Malatya merkez Yeşilyurt İlçe Müftüsü Mehmet Çınar’ın hazırladığı, ‘boşanmanın toplumsal zararları’ konulu hutbe 24 Ocak Cuma günü camilerde okunacak.
Çınar, ‘boşanmanın toplumsal zararları’ konulu hutbesinde şu ifadelere yer verdi:
“Yüce dinimiz İslam, insanların; mutlu ve huzurlu olabilmeleri, nesillerin devamı ve içtimai hayatın sağlam bir temel üzerine oturtulabilmesi için evlenmeyi emretmiş, evliliği ise ‘ağır bir sözleşme’ diye tarif ettiği nikâha bağlamıştır. Yüce Allah Kur’an-ı Kerim’de; bekârların evlendirilmesini, eğer fakirlik korkusuyla evlenmek istemiyorlarsa, onları fazl-ı keremiyle zengin kılacağını, eşlerin birbirleriyle huzur bulmaları için aralarına sevgi ve merhamet koyduğunu” bildirmiştir. Yine Kur’an-ı Kerimde, “Onlar sizin için bir elbise, siz de onlar için bir elbisesiniz” ayeti ile de evlenmenin ve aile kurmanın güzelliği gösterilmiştir.

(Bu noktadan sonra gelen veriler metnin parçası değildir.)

//! Config Command
//!
//! Usage:
//!   sgit config              interactive setup
//!   sgit config show [--json]
//!   sgit config path

use super::CommandOutcome;
use crate::cli::session::Session;
use crate::config::{Config, run_setup};
use crate::types::{Result, SgitError};

/// Run interactive setup and store the answers. An unreadable config file
/// is replaced, starting from defaults.
pub fn setup(session: &mut Session) -> Result<CommandOutcome> {
    if let Err(e) = session.check_config() {
        session
            .output
            .warning(&format!("{}; starting from defaults", e));
    }
    session.config = run_setup(
        session.loader(),
        &session.config,
        session.terminal.as_ref(),
        &session.output,
    )?;
    session.clear_config_error();
    Ok(CommandOutcome::done())
}

/// Print the effective configuration with the credential masked
pub fn show(session: &Session, as_json: bool) -> Result<CommandOutcome> {
    session.check_config()?;
    let display = masked(&session.config);
    let rendered = if as_json {
        serde_json::to_string_pretty(&display)?
    } else {
        toml::to_string_pretty(&display).map_err(|e| SgitError::Config(e.to_string()))?
    };
    session.output.line(rendered.trim_end());
    Ok(CommandOutcome::done())
}

/// Print the config file location and whether it exists
pub fn path(session: &Session) -> Result<CommandOutcome> {
    let path = session.loader().path()?;
    let exists = if path.exists() { "✓" } else { "✗" };
    session
        .output
        .line(&format!("Config: {} {}", exists, path.display()));
    Ok(CommandOutcome::done())
}

fn masked(config: &Config) -> Config {
    let mut display = config.clone();
    display.llm.api_key = config.llm.masked_api_key();
    display
}

#[cfg(test)]
mod tests {
    use super::*;
    use crate::cli::session::testing::session;
    use crate::cli::ui::{Output, ScriptedTerminal};
    use crate::config::ConfigLoader;
    use crate::git::testing::FakeVcs;

    #[test]
    fn test_show_masks_key() {
        let (session, buffer) = session(FakeVcs::new(), ScriptedTerminal::new(), None);

        show(&session, false).unwrap();

        let text = buffer.lock().unwrap().clone();
        assert!(text.contains("api_key = \"up_****\""));
        assert!(!text.contains("up_test"));
        assert!(text.contains("[llm]"));
    }

    #[test]
    fn test_show_json() {
        let (session, buffer) = session(FakeVcs::new(), ScriptedTerminal::new(), None);

        show(&session, true).unwrap();

        let value: serde_json::Value =
            serde_json::from_str(buffer.lock().unwrap().trim()).unwrap();
        assert_eq!(value["llm"]["api_key"], "up_****");
        assert_eq!(value["language"], "en");
    }

    #[test]
    fn test_path_reports_missing_file() {
        let (session, buffer) = session(FakeVcs::new(), ScriptedTerminal::new(), None);

        path(&session).unwrap();

        let text = buffer.lock().unwrap().clone();
        assert!(text.contains("✗"));
        assert!(text.contains("sgit-test-unused.toml"));
    }

    #[test]
    fn test_show_reports_unreadable_config() {
        let (session, _) = session(FakeVcs::new(), ScriptedTerminal::new(), None);
        let session = session.with_config_error(SgitError::Config("bad file".to_string()));

        let err = show(&session, false).unwrap_err();

        assert!(matches!(err, SgitError::Config(_)));
    }

    #[test]
    fn test_setup_replaces_unreadable_config() {
        let dir = tempfile::TempDir::new().unwrap();
        let (output, buffer) = Output::captured();
        let terminal = ScriptedTerminal::new().secret("up_fresh").line("").line("");
        let mut session = Session::new(
            Config::default(),
            ConfigLoader::new(Some(dir.path().join("config.toml"))),
            None,
            Box::new(FakeVcs::new()),
            Box::new(terminal),
            output,
        )
        .with_config_error(SgitError::Config("TOML parse error".to_string()));

        setup(&mut session).unwrap();

        assert!(buffer.lock().unwrap().contains("starting from defaults"));
        assert!(session.check_config().is_ok());
        let saved = std::fs::read_to_string(dir.path().join("config.toml")).unwrap();
        assert!(saved.contains("up_fresh"));
    }
}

Nikâh akdi ile kurulan ailelerin huzur, güven ve mutluluk içinde devam etmesi; hem fertler hem de toplumlar açısından hayati öneme sahiptir. Ancak bununla birlikte, eşler arasında zaman zaman bazı anlaşmazlıklar ortaya çıkabilmektedir. Bu gibi durumlarda taraflar, aile içi problemlerini, dinimizin çizdiği çerçevede sevgi, saygı ve hoşgörü prensipleri doğrultusunda çözüme kavuşturmaya özen göstermelidir.

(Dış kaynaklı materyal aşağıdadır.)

//! Diff Command
//!
//! Prints the diff, then streams a summary of it. Output-shaping flags such
//! as `--stat` or `--name-only` are orthogonal to a summary and go straight
//! to git, as does `--no-ai`.

use super::commit::report_budget;
use super::{CommandOutcome, forward};
use crate::cli::flags::{FlagSet, FlagSpec};
use crate::cli::progress::stream_response;
use crate::cli::session::Session;
use crate::git::GitQueries;
use crate::types::{Result, ResultExt};

pub const FLAGS: &[FlagSpec] = &[
    FlagSpec::bool("no-ai", "Disable the AI summary").augmentation().bypass(),
    FlagSpec::bool("cached", "Show staged changes"),
    FlagSpec::bool("staged", "Synonym for --cached"),
    FlagSpec::bool("patch", "Generate patch").short('p'),
    FlagSpec::bool("stat", "Show diffstat").bypass(),
    FlagSpec::bool("numstat", "Show numeric diffstat").bypass(),
    FlagSpec::bool("shortstat", "Show only the summary line").bypass(),
    FlagSpec::bool("name-only", "Show only file names").bypass(),
    FlagSpec::bool("name-status", "Show file names and status").bypass(),
    FlagSpec::value("unified", "Lines of context").short('U').attached(),
    FlagSpec::bool("no-index", "Compare paths outside a repository").bypass(),
    FlagSpec::bool("ignore-space-change", "Ignore changes in amount of whitespace").short('b'),
    FlagSpec::bool("ignore-all-space", "Ignore all whitespace").short('w'),
    FlagSpec::bool("ignore-blank-lines", "Ignore blank line changes"),
    FlagSpec::optional("word-diff", "Show a word diff"),
    FlagSpec::optional("color", "Colored output"),
    FlagSpec::bool("no-color", "Disable colored output"),
    FlagSpec::optional("color-words", "Highlight changed words"),
    FlagSpec::bool("check", "Warn about whitespace errors").bypass(),
    FlagSpec::value("ws-error-highlight", "Highlight whitespace errors"),
];

pub async fn run(session: &mut Session, flags: &FlagSet) -> Result<CommandOutcome> {
    if flags.bypasses_ai() {
        return forward(session.vcs.as_ref(), "diff", flags);
    }

    session.vcs.ensure_work_tree()?;

    let mut args = vec!["diff".to_string()];
    args.extend(flags.reconstruct());
    let args: Vec<&str> = args.iter().map(String::as_str).collect();
    let diff = session
        .vcs
        .output(&args)
        .with_context("Error getting git diff")?;
    if diff.trim().is_empty() {
        session.output.line("No changes found");
        return Ok(CommandOutcome::done());
    }

    let provider = session.ensure_provider()?;

    session.output.banner("GIT DIFF");
    session.output.line(&diff);
    session.output.blank();

    let prompt = session.assembler().diff_summary(&diff);
    report_budget(&session.output, "Diff analysis", &prompt);

    session.output.banner("AI SUMMARY");
    stream_response(
        provider.as_ref(),
        &prompt.text,
        &session.output,
        "Thinking...",
    )
    .await
    .with_context("Error generating diff summary")?;

    Ok(CommandOutcome::done())
}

Ancak evlilikle amaçlanan dünyevi ve uhrevi yararlar ortadan kalkar, şiddetli geçimsizlik, huzursuzluk, nefret, hak ve hukuka riayet edilmemesi gibi problemler ortaya çıkar ve kadınla erkeğin bir arada yaşaması imkânsız hale gelirse, bu durumda boşanma bir çıkar yoldur. Ama en son başvurulması gereken bir çaredir ki Sevgili Peygamberimiz (SAV.): Allah katında en sevimsiz helal, boşanmadır.” Buyurarak boşanmanın İslam’da çok da hoş karşılanmadığını belirtmiştir.
Boşanma birey ve toplum açısından sonuçları itibariyle çok yönlü zararlar doğurur: Öncelikle eşler psikolojik sorunlar yaşayarak maddi ve manevi dünyalarını yıkıma götürebilirler. Diğer yandan toplumun çekirdeği olan ailenin dağılması, içtimai planda toplumun yapısını da derinden sarsar.
Geçmişe oranla günümüzde boşanmaların sayısı oldukça artmıştır. Bunun temel sebebi ise modern yaşamın insanı maneviyattan uzaklaştırması, dolayısıyla Allah’ın emir ve yasaklarından yüz çevirmesidir. Son yıllarda önemli ölçüde artan boşanma olayları toplumun ahlak yapısını sarsmakta ve yeni nesilleri manevi duygulardan uzaklaştırarak, kendi iç dünyasını sarsan ve toplum düzenini bozan eylemler gerçekleştirmesine sebep olmaktadır. Hiç şüphe yok ki boşanmalarda en fazla zararı görenler çocuklardır. Sevgiye en fazla ihtiyaç duydukları dönemde, sevgiden yoksun kalmakta ve böylece ya içe kapanık ya da aşırı hırçın olarak yetişmektedirler. Bu şekilde yetişen çocukların topluma fayda sağlamasını beklemek yanlış olur.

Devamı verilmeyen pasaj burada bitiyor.